4.2 Photomechanical and photoacoustic effects

Pressure waves generated by conventional ultrasound transducers have been exploited to stimulate nerves, either directly (Section 3.3) or indirectly via interactions with piezoelectric nanoparticles (Marino et al., 2015; Cafarelli et al., 2021) or by inducing currents through interaction with an applied magnetic field (Norton, 2003). Similarly, optically-responsive nanoparticles can give rise to a range of photomechanical or photoacoustic effects, depending on the type of nanoparticle, the type of target cell, the location of the nanoparticle relative to the target cell, and the type of optical input (Kolb et al., 1995; Willermain et al., 2014).

For laser pulses below the ablation threshold in soft tissue, the confinement of laser energy in both space and time has a well understood dependence on laser penetration depth and pulse duration (Jacques, 1992). In the absence of confinement effects, the laser heating can be thought of as a conventional heat source that generates temperature changes consistent with thermal diffusion. This corresponds to the situation observed for high concentrations of nanoparticle absorbers and low laser intensities, as discussed in the previous section (also see Richardson et al., 2009). For shorter pulses and/or longer penetration depths that correspond to lower nanoparticle concentrations, if the laser pulse width is much shorter than the thermal relaxation time, then the thermal energy remains confined within the absorption volume during the laser pulse. This “thermal confinement” occurs when the laser pulse duration is less than ${\delta }^2/4\kappa$ but greater than $\delta /v_s$ , where δ is the laser penetration depth (or the size of the absorbing structure), κ is the thermal diffusivity of irradiated material and v_s is the speed of sound in the medium. In this regime the effects of thermal diffusion are negligible on the timescale of the laser pulse and typically corresponds to microseconds to millisecond pulses for near infrared wavelengths in tissue.
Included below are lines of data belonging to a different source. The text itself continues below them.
//! Chat-completion boundary client
//!
//! Sends the accepted transcript plus bounded history to the completion
//! service. Streamed and non-streamed replies are treated uniformly: chunks
//! accumulate into one reply string before the engine moves to speaking.

use async_trait::async_trait;
use futures::StreamExt;

use crate::config::CompletionConfig;
use crate::{Error, Result};

/// At most this many history messages travel with a request
const HISTORY_WINDOW: usize = 10;

/// Message author
#[derive(Debug, Clone, Copy, PartialEq, Eq, serde::Serialize)]
#[serde(rename_all = "lowercase")]
pub enum Role {
    /// Engine-level instructions
    System,
    /// The person speaking
    User,
    /// The assistant
    Assistant,
}

/// One message in a completion request
#[derive(Debug, Clone, serde::Serialize)]
pub struct ChatMessage {
    /// Author
    pub role: Role,
    /// Text content
    pub content: String,
}

/// Chat-completion boundary: conversation history in, reply text out
#[async_trait]
pub trait ChatCompletion: Send + Sync {
    /// Produce a reply for the conversation so far
    ///
    /// # Errors
    ///
    /// Returns error if the boundary rejects or fails the request
    async fn complete(&self, history: &[ChatMessage]) -> Result<String>;
}

#[derive(serde::Deserialize)]
struct CompletionResponse {
    choices: Vec<CompletionChoice>,
}

#[derive(serde::Deserialize)]
struct CompletionChoice {
    message: CompletionMessage,
}

#[derive(serde::Deserialize)]
struct CompletionMessage {
    content: Option<String>,
}

#[derive(serde::Deserialize)]
struct StreamChunk {
    choices: Vec<StreamChoice>,
}

#[derive(serde::Deserialize)]
struct StreamChoice {
    delta: StreamDelta,
}

#[derive(serde::Deserialize)]
struct StreamDelta {
    content: Option<String>,
}

/// HTTP client for an OpenAI-shaped chat-completion API
pub struct CompletionClient {
    http: reqwest::Client,
    endpoint: String,
    api_key: String,
    model: String,
    system_prompt: String,
    max_tokens: u32,
    temperature: f32,
    stream: bool,
}

impl CompletionClient {
    /// Create a client from configuration
    ///
    /// # Errors
    ///
    /// Returns error if the API key is missing
    pub fn new(config: &CompletionConfig) -> Result<Self> {
        if config.api_key.is_empty() {
            return Err(Error::Config(
                "completion API key required".to_string(),
            ));
        }

        Ok(Self {
            http: reqwest::Client::new(),
            endpoint: config.endpoint.clone(),
            api_key: config.api_key.clone(),
            model: config.model.clone(),
            system_prompt: config.system_prompt.clone(),
            max_tokens: config.max_tokens,
            temperature: config.temperature,
            stream: config.stream,
        })
    }

    fn build_messages(&self, history: &[ChatMessage]) -> Vec<ChatMessage> {
        let tail = history.len().saturating_sub(HISTORY_WINDOW);
        let mut messages = Vec::with_capacity(history.len() - tail + 1);
        messages.push(ChatMessage {
            role: Role::System,
            content: self.system_prompt.clone(),
        });
        messages.extend(history[tail..].iter().cloned());
        messages
    }

    async fn request_reply(&self, messages: &[ChatMessage]) -> Result<String> {
        #[derive(serde::Serialize)]
        struct CompletionRequest<'a> {
            model: &'a str,
            messages: &'a [ChatMessage],
            max_tokens: u32,
            temperature: f32,
            stream: bool,
        }

        let request = CompletionRequest {
            model: &self.model,
            messages,
            max_tokens: self.max_tokens,
            temperature: self.temperature,
            stream: self.stream,
        };

        let response = self
            .http
            .post(&self.endpoint)
            .header("Authorization", format!("Bearer {}", self.api_key))
            .json(&request)
            .send()
            .await?;

        let status = response.status();
        if !status.is_success() {
            let body = response.text().await.unwrap_or_default();
            return Err(Error::Api {
                service: "completion",
                status,
                message: body,
            });
        }

        if self.stream {
            accumulate_stream(response).await
        } else {
            let result: CompletionResponse = response.json().await?;
            result
                .choices
                .into_iter()
                .next()
                .and_then(|c| c.message.content)
                .filter(|text| !text.trim().is_empty())
                .ok_or_else(|| Error::Completion("empty reply".to_string()))
        }
    }
}

#[async_trait]
impl ChatCompletion for CompletionClient {
    async fn complete(&self, history: &[ChatMessage]) -> Result<String> {
        let messages = self.build_messages(history);
        let reply = self.request_reply(&messages).await?;
        tracing::debug!(reply_len = reply.len(), "completion received");
        Ok(reply)
    }
}

/// Accumulate a server-sent-event reply into one string
async fn accumulate_stream(response: reqwest::Response) -> Result<String> {
    let mut stream = response.bytes_stream();
    let mut buffer = String::new();
    let mut reply = String::new();

    while let Some(chunk) = stream.next().await {
        let chunk = chunk?;
        buffer.push_str(&String::from_utf8_lossy(&chunk));

        while let Some(newline) = buffer.find('\n') {
            let line = buffer[..newline].trim().to_string();
            buffer.drain(..=newline);

            match parse_stream_line(&line) {
                StreamLine::Delta(text) => reply.push_str(&text),
                StreamLine::Done => {
                    return finish_reply(reply);
                }
                StreamLine::Skip => {}
            }
        }
    }

    finish_reply(reply)
}

fn finish_reply(reply: String) -> Result<String> {
    if reply.trim().is_empty() {
        Err(Error::Completion("empty streamed reply".to_string()))
    } else {
        Ok(reply)
    }
}

enum StreamLine {
    Delta(String),
    Done,
    Skip,
}

fn parse_stream_line(line: &str) -> StreamLine {
    let Some(data) = line.strip_prefix("data: ") else {
        return StreamLine::Skip;
    };
    if data == "[DONE]" {
        return StreamLine::Done;
    }

    match serde_json::from_str::<StreamChunk>(data) {
        Ok(chunk) => chunk
            .choices
            .into_iter()
            .next()
            .and_then(|c| c.delta.content)
            .map_or(StreamLine::Skip, StreamLine::Delta),
        Err(_) => StreamLine::Skip,
    }
}

#[cfg(test)]
mod tests {
    use super::*;

    fn client() -> CompletionClient {
        let config = CompletionConfig {
            api_key: "test".to_string(),
            system_prompt: "be brief".to_string(),
            ..CompletionConfig::default()
        };
        CompletionClient::new(&config).unwrap()
    }

    fn message(role: Role, content: &str) -> ChatMessage {
        ChatMessage {
            role,
            content: content.to_string(),
        }
    }

    #[test]
    fn test_system_prompt_leads() {
        let messages = client().build_messages(&[message(Role::User, "привет")]);
        assert_eq!(messages[0].role, Role::System);
        assert_eq!(messages[0].content, "be brief");
        assert_eq!(messages[1].content, "привет");
    }

    #[test]
    fn test_history_windowed_to_recent_messages() {
        let history: Vec<ChatMessage> = (0..20)
            .map(|n| message(Role::User, &format!("msg {n}")))
            .collect();

        let messages = client().build_messages(&history);
        // System prompt + the window
        assert_eq!(messages.len(), HISTORY_WINDOW + 1);
        assert_eq!(messages[1].content, "msg 10");
        assert_eq!(messages.last().unwrap().content, "msg 19");
    }

    #[test]
    fn test_stream_line_parsing() {
        assert!(matches!(
            parse_stream_line(r#"data: {"choices":[{"delta":{"content":"hi"}}]}"#),
            StreamLine::Delta(text) if text == "hi"
        ));
        assert!(matches!(parse_stream_line("data: [DONE]"), StreamLine::Done));
        assert!(matches!(parse_stream_line(""), StreamLine::Skip));
        assert!(matches!(parse_stream_line(": keepalive"), StreamLine::Skip));
        assert!(matches!(
            parse_stream_line(r#"data: {"choices":[{"delta":{}}]}"#),
            StreamLine::Skip
        ));
    }

    #[test]
    fn test_missing_key_rejected() {
        let config = CompletionConfig {
            api_key: String::new(),
            ..CompletionConfig::default()
        };
        assert!(CompletionClient::new(&config).is_err());
    }
}
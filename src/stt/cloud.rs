//! Cloud transcription adapter
//!
//! The fallback path: periodic captured chunks are gated (size, volume) and
//! shipped to the speech-to-text boundary, with a hard deadline racing each
//! request. A timed-out request is abandoned as "no result" because the
//! live stream has already moved on; its late reply, if any, is still
//! subject to generation checking upstream.

use std::sync::Arc;
use std::time::Duration;

use async_trait::async_trait;

use crate::config::{CaptureConfig, SttConfig, VadConfig};
use crate::net::{RequestClient, RetryPolicy};
use crate::voice::{AudioChunk, VoiceActivityMonitor};
use crate::{Error, Result};

/// Speech-to-text boundary: short audio segments in, text out
#[async_trait]
pub trait SpeechToText: Send + Sync {
    /// Transcribe one audio segment
    ///
    /// # Errors
    ///
    /// Returns error if the boundary rejects or fails the request
    async fn transcribe(&self, audio: &[u8], mime: &str) -> Result<String>;
}

/// Whisper-shaped transcription response
#[derive(serde::Deserialize)]
struct TranscriptionResponse {
    text: String,
}

/// HTTP client for a Whisper-shaped transcription API
pub struct CloudTranscriber {
    http: reqwest::Client,
    endpoint: String,
    api_key: String,
    model: String,
    language: String,
}

impl CloudTranscriber {
    /// Create a transcriber from configuration
    ///
    /// # Errors
    ///
    /// Returns error if the API key is missing
    pub fn new(config: &SttConfig) -> Result<Self> {
        if config.api_key.is_empty() {
            return Err(Error::Config(
                "STT API key required for cloud transcription".to_string(),
            ));
        }

        Ok(Self {
            http: reqwest::Client::new(),
            endpoint: config.endpoint.clone(),
            api_key: config.api_key.clone(),
            model: config.model.clone(),
            language: config.language.clone(),
        })
    }
}

#[async_trait]
impl SpeechToText for CloudTranscriber {
    async fn transcribe(&self, audio: &[u8], mime: &str) -> Result<String> {
        tracing::debug!(audio_bytes = audio.len(), mime, "starting transcription");

        let extension = match mime {
            "audio/ogg" => "ogg",
            _ => "wav",
        };

        let form = reqwest::multipart::Form::new()
            .part(
                "file",
                reqwest::multipart::Part::bytes(audio.to_vec())
                    .file_name(format!("chunk.{extension}"))
                    .mime_str(mime)
                    .map_err(|e| Error::Stt(e.to_string()))?,
            )
            .text("model", self.model.clone())
            .text("language", self.language.clone())
            .text("response_format", "json");

        let response = self
            .http
            .post(&self.endpoint)
            .header("Authorization", format!("Bearer {}", self.api_key))
            .multipart(form)
            .send()
            .await?;

        let status = response.status();
        if !status.is_success() {
            let body = response.text().await.unwrap_or_default();
            return Err(Error::Api {
                service: "STT",
                status,
                message: body,
            });
        }

        let result: TranscriptionResponse = response.json().await?;
        tracing::debug!(transcript = %result.text, "transcription complete");
        Ok(result.text)
    }
}

/// Gated, deadline-raced chunk transcription
pub struct CloudAdapter {
    boundary: Arc<dyn SpeechToText>,
    net: Arc<RequestClient>,
    policy: RetryPolicy,
    request_timeout: Duration,
    min_chunk_bytes: usize,
    min_volume_pct: f32,
}

impl CloudAdapter {
    /// Assemble the adapter from its boundary client and gates
    #[must_use]
    pub fn new(
        boundary: Arc<dyn SpeechToText>,
        net: Arc<RequestClient>,
        policy: RetryPolicy,
        stt: &SttConfig,
        capture: &CaptureConfig,
        vad: &VadConfig,
    ) -> Self {
        Self {
            boundary,
            net,
            policy,
            request_timeout: stt.request_timeout(),
            min_chunk_bytes: capture.min_chunk_bytes,
            min_volume_pct: vad.min_chunk_volume_pct,
        }
    }

    /// Gate and transcribe one captured chunk.
    ///
    /// Returns `Ok(None)` when the chunk is dropped at a gate, times out,
    /// or transcribes to nothing; none of these is an error for the
    /// session.
    ///
    /// # Errors
    ///
    /// Returns error when the boundary fails terminally (after retries);
    /// the failure is scoped to this one chunk.
    pub async fn transcribe_chunk(&self, chunk: &AudioChunk) -> Result<Option<String>> {
        if chunk.len() < self.min_chunk_bytes {
            tracing::debug!(bytes = chunk.len(), "chunk below size gate, skipping");
            return Ok(None);
        }

        let volume = VoiceActivityMonitor::chunk_volume(&chunk.bytes)?;
        if volume < self.min_volume_pct {
            tracing::debug!(volume_pct = volume, "chunk below volume gate, skipping");
            return Ok(None);
        }

        let request = self.net.execute("stt.transcribe", &self.policy, |_| {
            let boundary = Arc::clone(&self.boundary);
            let bytes = chunk.bytes.clone();
            let mime = chunk.mime;
            async move { boundary.transcribe(&bytes, mime).await }
        });

        let text = match tokio::time::timeout(self.request_timeout, request).await {
            Ok(result) => result?,
            Err(_) => {
                tracing::debug!(
                    timeout = ?self.request_timeout,
                    "transcription deadline passed, abandoning chunk"
                );
                return Ok(None);
            }
        };

        let text = text.trim();
        if text.is_empty() {
            return Ok(None);
        }
        Ok(Some(text.to_string()))
    }
}

#[cfg(test)]
mod tests {
    use super::*;
    use std::sync::atomic::{AtomicU32, Ordering};

    use chrono::Utc;

    use crate::voice::samples_to_wav;

    struct StubBoundary {
        calls: AtomicU32,
        reply: String,
        delay: Duration,
    }

    #[async_trait]
    impl SpeechToText for StubBoundary {
        async fn transcribe(&self, _audio: &[u8], _mime: &str) -> Result<String> {
            self.calls.fetch_add(1, Ordering::SeqCst);
            tokio::time::sleep(self.delay).await;
            Ok(self.reply.clone())
        }
    }

    fn loud_chunk() -> AudioChunk {
        let samples: Vec<f32> = (0..24_000).map(|i| (i as f32 * 0.1).sin() * 0.5).collect();
        AudioChunk {
            bytes: samples_to_wav(&samples, 16_000).unwrap(),
            mime: "audio/wav",
            captured_at: Utc::now(),
            source_sample_rate: 16_000,
        }
    }

    fn silent_chunk() -> AudioChunk {
        AudioChunk {
            bytes: samples_to_wav(&vec![0.0f32; 24_000], 16_000).unwrap(),
            mime: "audio/wav",
            captured_at: Utc::now(),
            source_sample_rate: 16_000,
        }
    }

    fn adapter(boundary: Arc<StubBoundary>, timeout: Duration) -> CloudAdapter {
        let stt = SttConfig {
            request_timeout_secs: timeout.as_secs().max(1),
            ..SttConfig::default()
        };
        let mut adapter = CloudAdapter::new(
            boundary,
            Arc::new(RequestClient::new()),
            RetryPolicy {
                base_delay_ms: 1,
                ..RetryPolicy::default()
            },
            &stt,
            &CaptureConfig::default(),
            &VadConfig::default(),
        );
        adapter.request_timeout = timeout;
        adapter
    }

    fn boundary(reply: &str, delay: Duration) -> Arc<StubBoundary> {
        Arc::new(StubBoundary {
            calls: AtomicU32::new(0),
            reply: reply.to_string(),
            delay,
        })
    }

    #[tokio::test]
    async fn test_small_chunk_never_reaches_boundary() {
        let stub = boundary("текст", Duration::ZERO);
        let adapter = adapter(Arc::clone(&stub), Duration::from_secs(5));

        let tiny = AudioChunk {
            bytes: vec![0u8; 100],
            mime: "audio/wav",
            captured_at: Utc::now(),
            source_sample_rate: 16_000,
        };

        assert!(adapter.transcribe_chunk(&tiny).await.unwrap().is_none());
        assert_eq!(stub.calls.load(Ordering::SeqCst), 0);
    }

    #[tokio::test]
    async fn test_silent_chunk_never_reaches_boundary() {
        let stub = boundary("текст", Duration::ZERO);
        let adapter = adapter(Arc::clone(&stub), Duration::from_secs(5));

        assert!(adapter
            .transcribe_chunk(&silent_chunk())
            .await
            .unwrap()
            .is_none());
        assert_eq!(stub.calls.load(Ordering::SeqCst), 0);
    }

    #[tokio::test]
    async fn test_loud_chunk_transcribed() {
        let stub = boundary("покажи рецепт", Duration::ZERO);
        let adapter = adapter(Arc::clone(&stub), Duration::from_secs(5));

        let text = adapter.transcribe_chunk(&loud_chunk()).await.unwrap();
        assert_eq!(text.as_deref(), Some("покажи рецепт"));
        assert_eq!(stub.calls.load(Ordering::SeqCst), 1);
    }

    #[tokio::test]
    async fn test_timeout_is_no_result_not_error() {
        let stub = boundary("слишком поздно", Duration::from_millis(200));
        let adapter = adapter(Arc::clone(&stub), Duration::from_millis(20));

        let result = adapter.transcribe_chunk(&loud_chunk()).await;
        assert!(matches!(result, Ok(None)));
    }

    #[tokio::test]
    async fn test_empty_transcript_is_no_result() {
        let stub = boundary("   ", Duration::ZERO);
        let adapter = adapter(Arc::clone(&stub), Duration::from_secs(5));

        assert!(adapter
            .transcribe_chunk(&loud_chunk())
            .await
            .unwrap()
            .is_none());
    }
}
Thermal confinement is associated with infrared neural stimulation (Wells et al., 2007a) (Section 3.2) and the photothermal stimulation effects described in Section 4.1.

For laser pulses shorter than $\delta /v_s$ , the thermoelastic expansion of the tissue due to light absorption leads to propagating pressure or stress waves, so this regime is referred to as “stress confinement.” The capacity of nanoparticles to generate acoustic waves has been known for some time, with applications in drug delivery (Zhang et al., 2017; Wang J. B. et al., 2018), and as contrast agents in photoacoustic (and photothermal) imaging (Wu et al., 2019; Steinbrueck and Karges, 2023), or as combined modalities in theranostics (Qin et al., 2023; Yan T. J. et al., 2023).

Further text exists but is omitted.